Proposals to Ensure Financial Sustainability of Medicare

The fast aging American population poses the greatest threat to the solvency of Medicare program. A number of proposals to forestall the financial challenges have been put forward. They include the following: an upward revision of the eligibility age from 65 to 67 years; a further increase in Medicare premiums for higher wage beneficiaries; a conversion process Medicare to a premium support programs, enactment of a law that will require drug firms to provide discounts or rebates on prescription drugs bought by Medicare beneficiaries; increasing the payroll tax rate in order to generate new revenue, and raising the raise penalties for healthcare fraudulent practices (Aaron & Butler, 2012). Other recommendations encompass expediting the implementation of Affordable Care Act’s reforms (Kaiser Family Foundation, 2015). The viability of some of these proposals is not clear, but there is a question of their judiciousness in seeking to bolster healthcare insurance for an aging population.

Summary and Conclusion

Medicare is the country’s health insurance program for people aged 65 and permanently disabled people below age 65. The program is constituted by four different parts – Part A and Part B, Part C and Part D. Part A program is principally funded through payroll taxes charged on employers and their employees, which are credited to the Hospital Insurance (HI) trust fund. Part B is funded partially by monthly premium charged on the beneficiaries and the general revenues. Incomes from the stated sources are credited to Supplementary Medical Insurance (SMI) fund. Part D is financed by general revenues, premiums from enrollees and transfers from states.
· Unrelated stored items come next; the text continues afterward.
//! controls-runner: terminal operator console for a word-round game server.
//!
//! Usage:
//!   controls-runner --url http://localhost:8081
//!   controls-runner --config controls.json --poll-ms 300 --render-ms 100

use anyhow::Result;
use std::env;
use std::io::{self, BufRead, Write};
use std::path::Path;
use wordround_core::{
    auth::{AuthState, OperatorPrompt},
    clock::SystemClock,
    command::ControlAction,
    config::ControlsConfig,
    controller::Controller,
    render::{Region, RenderSink},
    transport::HttpTransport,
};

/// Prints each changed region as its own line. The change-diffing in the
/// renderer keeps this quiet between actual updates.
struct TermSink;

impl RenderSink for TermSink {
    fn set_text(&mut self, region: Region, text: &str) {
        println!("{:>7}| {text}", region.key());
    }
}

/// Blocking stdin/stdout prompt. Fine for a single-operator console.
struct StdinPrompt;

impl StdinPrompt {
    fn read_line(&self) -> Option<String> {
        let mut line = String::new();
        io::stdin().lock().read_line(&mut line).ok()?;
        let trimmed = line.trim();
        if trimmed.is_empty() {
            None
        } else {
            Some(trimmed.to_string())
        }
    }
}

impl OperatorPrompt for StdinPrompt {
    fn request_password(&mut self) -> Option<String> {
        print!("Please enter the password: ");
        let _ = io::stdout().flush();
        self.read_line()
    }

    fn notify(&mut self, message: &str) {
        println!("{message}");
    }

    fn confirm(&mut self, question: &str) -> bool {
        print!("{question} [y/N] ");
        let _ = io::stdout().flush();
        matches!(self.read_line().as_deref(), Some("y") | Some("yes"))
    }
}

#[tokio::main]
async fn main() -> Result<()> {
    env_logger::init();

    let args: Vec<String> = env::args().collect();

    let mut config = match args.windows(2).find(|w| w[0] == "--config") {
        Some(w) => ControlsConfig::load(Path::new(&w[1]))?,
        None => ControlsConfig::default(),
    };
    if let Some(w) = args.windows(2).find(|w| w[0] == "--url") {
        config.server_url = w[1].clone();
    }
    config.state_poll_ms = parse_arg(&args, "--poll-ms", config.state_poll_ms);
    config.render_refresh_ms = parse_arg(&args, "--render-ms", config.render_refresh_ms);

    println!("word-round controls");
    println!("  server:    {}", config.server_url);
    println!("  poll:      {}ms", config.state_poll_ms);
    println!("  render:    {}ms", config.render_refresh_ms);
    println!();

    let transport = HttpTransport::new(&config.server_url)?;
    let mut controller = Controller::new(transport, config);
    let _refresh_tasks = controller.spawn_refresh_tasks(SystemClock, TermSink);

    let mut prompt = StdinPrompt;
    match controller.resolve_authorization(&mut prompt).await {
        Ok(AuthState::Authorized) => {}
        Ok(_) => println!("Running without control authorization."),
        Err(err) => log::warn!("authorization check failed: {err}"),
    }

    print_help();
    run_command_loop(&controller, &mut prompt).await;

    println!("Stopping the controls console");
    Ok(())
}

async fn run_command_loop(controller: &Controller<HttpTransport>, prompt: &mut StdinPrompt) {
    let stdin = io::stdin();
    let mut buffer = String::new();

    loop {
        buffer.clear();
        let bytes_read = match stdin.lock().read_line(&mut buffer) {
            Ok(n) => n,
            Err(_) => break,
        };
        if bytes_read == 0 {
            break; // EOF
        }

        let mut parts = buffer.split_whitespace();
        let action = match parts.next() {
            None => continue,
            Some("quit") | Some("q") => break,
            Some("help") | Some("?") => {
                print_help();
                continue;
            }
            Some("next") => ControlAction::NextWord,
            Some("skip") => ControlAction::SkipWord,
            Some("nuke") => ControlAction::NukeUsedWords,
            Some("reset") => ControlAction::Reset,
            Some("start") => ControlAction::Start,
            Some("pause") => ControlAction::Pause,
            Some("resume") => ControlAction::Resume,
            Some("points") => match parts.next().and_then(|v| v.parse().ok()) {
                Some(points) => ControlAction::ModifyPoints { points },
                None => {
                    println!("usage: points <delta>");
                    continue;
                }
            },
            Some("timer") => match parts.next().and_then(|v| v.parse().ok()) {
                Some(seconds) => ControlAction::ModifyTimer { seconds },
                None => {
                    println!("usage: timer <delta-seconds>");
                    continue;
                }
            },
            Some(other) => {
                log::warn!("unknown command: {other}");
                continue;
            }
        };

        controller.dispatch(prompt, action).await;
    }
}

fn print_help() {
    println!("commands:");
    println!("  next | skip | nuke | reset");
    println!("  start | pause | resume");
    println!("  points <delta>   adjust the score");
    println!("  timer <delta>    adjust the countdown in seconds");
    println!("  help | quit");
}

fn parse_arg<T: std::str::FromStr + Copy>(args: &[String], flag: &str, default: T) -> T {
    args.windows(2)
        .find(|w| w[0] == flag)
        .and_then(|w| w[1].parse().ok())
        .unwrap_or(default)
}
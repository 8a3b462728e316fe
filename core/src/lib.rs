//! wordround-core: client core for a word-guessing party game controller.
//!
//! Polls an authoritative game server for the current word, score, and
//! round timestamps, and renders a locally interpolated countdown on an
//! independent, faster cadence. Operator actions (advance/skip words,
//! round control, score and timer adjustment) dispatch fire-and-forget
//! to named server routes behind a startup authorization gate.

pub mod auth;
pub mod clock;
pub mod command;
pub mod config;
pub mod controller;
pub mod error;
pub mod poll;
pub mod render;
pub mod snapshot;
pub mod timer;
pub mod transport;
pub mod types;
//! Query-string convention tests — percent-encoded pairs joined with
//! ';', trailing delimiter trimmed, no '?' without parameters.

use wordround_core::transport::build_route_url;

#[test]
fn bare_route_gets_no_query_marker() {
    assert_eq!(
        build_route_url("http://host:8081", "getState", &[]),
        "http://host:8081/getState"
    );
}

#[test]
fn trailing_slash_on_the_base_is_tolerated() {
    assert_eq!(
        build_route_url("http://host:8081/", "getState", &[]),
        "http://host:8081/getState"
    );
}

#[test]
fn single_parameter_has_no_trailing_delimiter() {
    assert_eq!(
        build_route_url("http://host", "modifyPoints", &[("points", "5".to_string())]),
        "http://host/modifyPoints?points=5"
    );
}

#[test]
fn parameters_join_with_semicolons() {
    let url = build_route_url(
        "http://host",
        "authorize",
        &[
            ("password", "hunter2".to_string()),
            ("client", "console".to_string()),
        ],
    );
    assert_eq!(url, "http://host/authorize?password=hunter2;client=console");
}

#[test]
fn values_are_percent_encoded() {
    let url = build_route_url(
        "http://host",
        "authorize",
        &[("password", "p@ss word".to_string())],
    );
    assert_eq!(url, "http://host/authorize?password=p%40ss%20word");
}

#[test]
fn signed_deltas_survive_encoding() {
    let url = build_route_url(
        "http://host",
        "modifyTimer",
        &[("seconds", "-5".to_string())],
    );
    assert_eq!(url, "http://host/modifyTimer?seconds=%2D5");
}
use crate::error::ControlResult;
use serde::Deserialize;
use std::fs;
use std::path::Path;
use std::time::Duration;

/// Cadence of authoritative state fetches.
pub const DEFAULT_STATE_POLL_MS: u64 = 300;
/// Cadence of local countdown re-renders. Always faster than the poll.
pub const DEFAULT_RENDER_REFRESH_MS: u64 = 100;

/// Client configuration — server endpoint and refresh cadences.
#[derive(Debug, Clone, Deserialize, PartialEq)]
#[serde(default)]
pub struct ControlsConfig {
    /// Base URL of the game server. A trailing slash is tolerated.
    pub server_url: String,
    pub state_poll_ms: u64,
    pub render_refresh_ms: u64,
}

impl Default for ControlsConfig {
    fn default() -> Self {
        Self {
            server_url: "http://localhost:8080".to_string(),
            state_poll_ms: DEFAULT_STATE_POLL_MS,
            render_refresh_ms: DEFAULT_RENDER_REFRESH_MS,
        }
    }
}

impl ControlsConfig {
    /// Load from a JSON file. Missing fields fall back to defaults.
    pub fn load(path: &Path) -> ControlResult<Self> {
        let raw = fs::read_to_string(path)?;
        Ok(serde_json::from_str(&raw)?)
    }

    pub fn state_poll_interval(&self) -> Duration {
        Duration::from_millis(self.state_poll_ms)
    }

    pub fn render_refresh_interval(&self) -> Duration {
        Duration::from_millis(self.render_refresh_ms)
    }
}
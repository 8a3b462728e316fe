use crate::auth::OperatorPrompt;
use crate::transport::{GameTransport, Param};
use crate::types::Points;

/// All operator-issued control actions, each mapping to one server route.
#[derive(Debug, Clone, Copy, PartialEq, Eq)]
pub enum ControlAction {
    // ── Word flow ─────────────────────────────────
    NextWord,
    SkipWord,
    NukeUsedWords,

    // ── Round control ─────────────────────────────
    Reset,
    Start,
    Pause,
    Resume,

    // ── Adjustments ───────────────────────────────
    ModifyPoints { points: Points },
    ModifyTimer { seconds: i64 },
}

impl ControlAction {
    /// Server route this action is dispatched to.
    pub fn route(&self) -> &'static str {
        match self {
            Self::NextWord => "nextWord",
            Self::SkipWord => "skipWord",
            Self::NukeUsedWords => "nukeUsedWords",
            Self::Reset => "reset",
            Self::Start => "start",
            Self::Pause => "pause",
            Self::Resume => "resume",
            Self::ModifyPoints { .. } => "modifyPoints",
            Self::ModifyTimer { .. } => "modifyTimer",
        }
    }

    /// Query parameters carried by this action.
    pub fn params(&self) -> Vec<Param> {
        match self {
            Self::ModifyPoints { points } => vec![("points", points.to_string())],
            Self::ModifyTimer { seconds } => vec![("seconds", seconds.to_string())],
            _ => Vec::new(),
        }
    }

    /// Destructive actions need an explicit operator confirmation first.
    pub fn confirmation(&self) -> Option<&'static str> {
        match self {
            Self::NukeUsedWords => {
                Some("Are you sure? This will make all the configured words available again!")
            }
            Self::Reset => Some("Are you sure? This will reset the game state!"),
            _ => None,
        }
    }
}

/// Fire-and-forget dispatch.
///
/// Destructive actions ask for confirmation first; declining drops the
/// action. A failed dispatch is logged, never surfaced, never retried.
pub async fn dispatch_action<T, P>(transport: &T, prompt: &mut P, action: ControlAction)
where
    T: GameTransport,
    P: OperatorPrompt,
{
    if let Some(question) = action.confirmation() {
        if !prompt.confirm(question) {
            return;
        }
    }

    if let Err(err) = transport.dispatch(action.route(), &action.params()).await {
        log::warn!("{} dropped: {err}", action.route());
    }
}
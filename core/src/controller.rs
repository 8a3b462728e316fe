//! The controller session — the heart of the controls client.
//!
//! Two periodic tasks share one snapshot cell:
//!   poller   → cell   (replace wholesale, every state_poll interval)
//!   renderer ← cell   (read-only, every render_refresh interval)
//!
//! RULES:
//!   - The tasks never talk to each other; the cell is the only coupling.
//!   - The renderer's tick never suspends.
//!   - The authorization gate runs once at startup and blocks neither task.

use crate::auth::{AuthGate, AuthState, OperatorPrompt};
use crate::clock::Clock;
use crate::command::{dispatch_action, ControlAction};
use crate::config::ControlsConfig;
use crate::error::ControlResult;
use crate::poll::run_poller;
use crate::render::{Renderer, RenderSink};
use crate::snapshot::StateCell;
use crate::transport::GameTransport;
use std::sync::Arc;
use tokio::task::JoinHandle;
use tokio::time;

pub struct Controller<T> {
    transport: T,
    config:    ControlsConfig,
    cell:      Arc<StateCell>,
    gate:      AuthGate,
}

impl<T> Controller<T>
where
    T: GameTransport + Clone + Send + Sync + 'static,
{
    pub fn new(transport: T, config: ControlsConfig) -> Self {
        Self {
            transport,
            config,
            cell: Arc::new(StateCell::new()),
            gate: AuthGate::new(),
        }
    }

    /// Shared handle to the snapshot cell.
    pub fn cell(&self) -> Arc<StateCell> {
        Arc::clone(&self.cell)
    }

    pub fn auth_state(&self) -> AuthState {
        self.gate.state()
    }

    /// Spawn the poll and render tasks. They run for the life of the
    /// runtime; the returned handles are only useful for aborting.
    pub fn spawn_refresh_tasks<C, S>(&self, clock: C, sink: S) -> (JoinHandle<()>, JoinHandle<()>)
    where
        C: Clock + Send + 'static,
        S: RenderSink + Send + 'static,
    {
        let poll_task = tokio::spawn(run_poller(
            self.transport.clone(),
            self.cell(),
            self.config.state_poll_interval(),
        ));

        let mut renderer = Renderer::new(self.cell(), clock, sink);
        let cadence = self.config.render_refresh_interval();
        let render_task = tokio::spawn(async move {
            let mut ticks = time::interval(cadence);
            loop {
                ticks.tick().await;
                renderer.tick();
            }
        });

        (poll_task, render_task)
    }

    /// Run the startup authorization flow. One-shot — see AuthGate.
    pub async fn resolve_authorization<P>(&mut self, prompt: &mut P) -> ControlResult<AuthState>
    where
        P: OperatorPrompt,
    {
        self.gate.resolve(&self.transport, prompt).await
    }

    /// Dispatch an operator action, fire-and-forget.
    pub async fn dispatch<P>(&self, prompt: &mut P, action: ControlAction)
    where
        P: OperatorPrompt,
    {
        dispatch_action(&self.transport, prompt, action).await;
    }
}
//! Countdown arithmetic — reconciles server timestamps with the local clock.
//!
//! One formula covers running and paused rounds: while paused, "now" is
//! frozen at the pause instant instead of the live clock. The server owns
//! the resume contract (it shifts startTime forward by the paused span),
//! so no paused-duration accumulator exists on this side.

use crate::snapshot::GameSnapshot;
use crate::types::EpochSeconds;

/// Timer text for a snapshot at the given local time.
///
/// Empty before the round starts; otherwise whole seconds remaining,
/// clamped at "0" once the round has run out.
pub fn countdown_text(snapshot: &GameSnapshot, local_now: EpochSeconds) -> String {
    if !snapshot.started {
        return String::new();
    }

    let now = if snapshot.paused {
        snapshot.paused_at
    } else {
        local_now
    };
    let elapsed = now - snapshot.start_time;
    let remaining = snapshot.round_duration - elapsed;

    if remaining < 0.0 {
        "0".to_string()
    } else {
        format!("{}", remaining.floor() as u64)
    }
}
//! Authorization gate tests — the prompt flow fires exactly once per
//! session, and a rejection surfaces exactly one message.

use anyhow::anyhow;
use std::sync::{Arc, Mutex};
use wordround_core::auth::{AuthGate, AuthState, OperatorPrompt};
use wordround_core::error::{ControlError, ControlResult};
use wordround_core::snapshot::GameSnapshot;
use wordround_core::transport::{GameTransport, Param};

/// Fake server: a fixed isAuthorized answer and one accepted password.
#[derive(Clone)]
struct AuthTransport {
    authorized: bool,
    accepts: Option<&'static str>,
    is_authorized_calls: Arc<Mutex<u32>>,
    submitted: Arc<Mutex<Vec<String>>>,
}

impl AuthTransport {
    fn new(authorized: bool, accepts: Option<&'static str>) -> Self {
        Self {
            authorized,
            accepts,
            is_authorized_calls: Arc::new(Mutex::new(0)),
            submitted: Arc::new(Mutex::new(Vec::new())),
        }
    }

    fn is_authorized_calls(&self) -> u32 {
        *self.is_authorized_calls.lock().expect("calls lock")
    }

    fn submitted(&self) -> Vec<String> {
        self.submitted.lock().expect("submitted lock").clone()
    }
}

impl GameTransport for AuthTransport {
    async fn fetch_state(&self) -> ControlResult<GameSnapshot> {
        Err(ControlError::Other(anyhow!("not used by the gate")))
    }

    async fn is_authorized(&self) -> ControlResult<bool> {
        *self.is_authorized_calls.lock().expect("calls lock") += 1;
        Ok(self.authorized)
    }

    async fn authorize(&self, password: &str) -> ControlResult<bool> {
        self.submitted
            .lock()
            .expect("submitted lock")
            .push(password.to_string());
        Ok(self.accepts == Some(password))
    }

    async fn dispatch(&self, _route: &'static str, _params: &[Param]) -> ControlResult<()> {
        Ok(())
    }
}

#[derive(Default)]
struct ScriptPrompt {
    password: Option<String>,
    password_requests: u32,
    notes: Vec<String>,
}

impl OperatorPrompt for ScriptPrompt {
    fn request_password(&mut self) -> Option<String> {
        self.password_requests += 1;
        self.password.clone()
    }

    fn notify(&mut self, message: &str) {
        self.notes.push(message.to_string());
    }

    fn confirm(&mut self, _question: &str) -> bool {
        true
    }
}

#[tokio::test]
async fn authorized_session_never_prompts() {
    let transport = AuthTransport::new(true, None);
    let mut prompt = ScriptPrompt::default();
    let mut gate = AuthGate::new();

    let state = gate.resolve(&transport, &mut prompt).await.expect("resolve");

    assert_eq!(state, AuthState::Authorized);
    assert_eq!(prompt.password_requests, 0, "prompt fired for an authorized session");
    assert!(transport.submitted().is_empty());
}

#[tokio::test]
async fn unauthorized_session_prompts_and_submits_once() {
    let transport = AuthTransport::new(false, Some("letmein"));
    let mut prompt = ScriptPrompt {
        password: Some("letmein".to_string()),
        ..ScriptPrompt::default()
    };
    let mut gate = AuthGate::new();

    let state = gate.resolve(&transport, &mut prompt).await.expect("resolve");

    assert_eq!(state, AuthState::Authorized);
    assert_eq!(prompt.password_requests, 1);
    assert_eq!(transport.submitted(), vec!["letmein"]);
    assert!(prompt.notes.is_empty(), "acceptance must not leave a message");
}

#[tokio::test]
async fn rejection_surfaces_one_message_and_stops() {
    let transport = AuthTransport::new(false, Some("right"));
    let mut prompt = ScriptPrompt {
        password: Some("wrong".to_string()),
        ..ScriptPrompt::default()
    };
    let mut gate = AuthGate::new();

    let state = gate.resolve(&transport, &mut prompt).await.expect("resolve");

    assert_eq!(state, AuthState::Unauthorized);
    assert_eq!(prompt.notes, vec!["Incorrect password"]);
    assert_eq!(
        transport.submitted().len(),
        1,
        "a rejection must not trigger an automatic retry"
    );
}

#[tokio::test]
async fn gate_is_one_shot_per_session() {
    let transport = AuthTransport::new(false, None);
    let mut prompt = ScriptPrompt::default();
    let mut gate = AuthGate::new();

    // Simulate the check being reachable from many later ticks.
    for _ in 0..5 {
        gate.resolve(&transport, &mut prompt).await.expect("resolve");
    }

    assert_eq!(
        transport.is_authorized_calls(),
        1,
        "the server must be asked once per session, not per tick"
    );
    assert_eq!(prompt.password_requests, 1, "the prompt must fire once per session");
}

#[tokio::test]
async fn declined_prompt_submits_nothing() {
    let transport = AuthTransport::new(false, Some("letmein"));
    let mut prompt = ScriptPrompt::default(); // password: None
    let mut gate = AuthGate::new();

    let state = gate.resolve(&transport, &mut prompt).await.expect("resolve");

    assert_eq!(state, AuthState::Unauthorized);
    assert!(transport.submitted().is_empty(), "no credential, no submission");
    assert!(prompt.notes.is_empty());
}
The HI and SMI funds are monitored by a board of trustees.

Whereas the rate of growth of Medicare expenditure shows a slower upward trend when compared to the past decades, the aggregate and per capital rate of growth seem to be departing from the their historically low levels over the last few years. The question of solvency of the Medicare program, in particular Part A, is a major issue in view of the fast aging baby boom generation and the general increase in health care costs. The board of trustees projects that Part A fund will be exhausted by 2030. Various reforms are, therefore, required to ensure the financial sustainability of Medicare program. Proposals for reforms include those that would cut the share of federal government on Medicare expenditure, for example, raising the eligibility age, and those that would cut the aggregate health care spending regardless of who pays, for instance, reducing the prices paid for health services and items. The focus on policy makers in enacting any reform should be on slowing the growth of Medicare costs in the long run while ensuring provision of quality health care.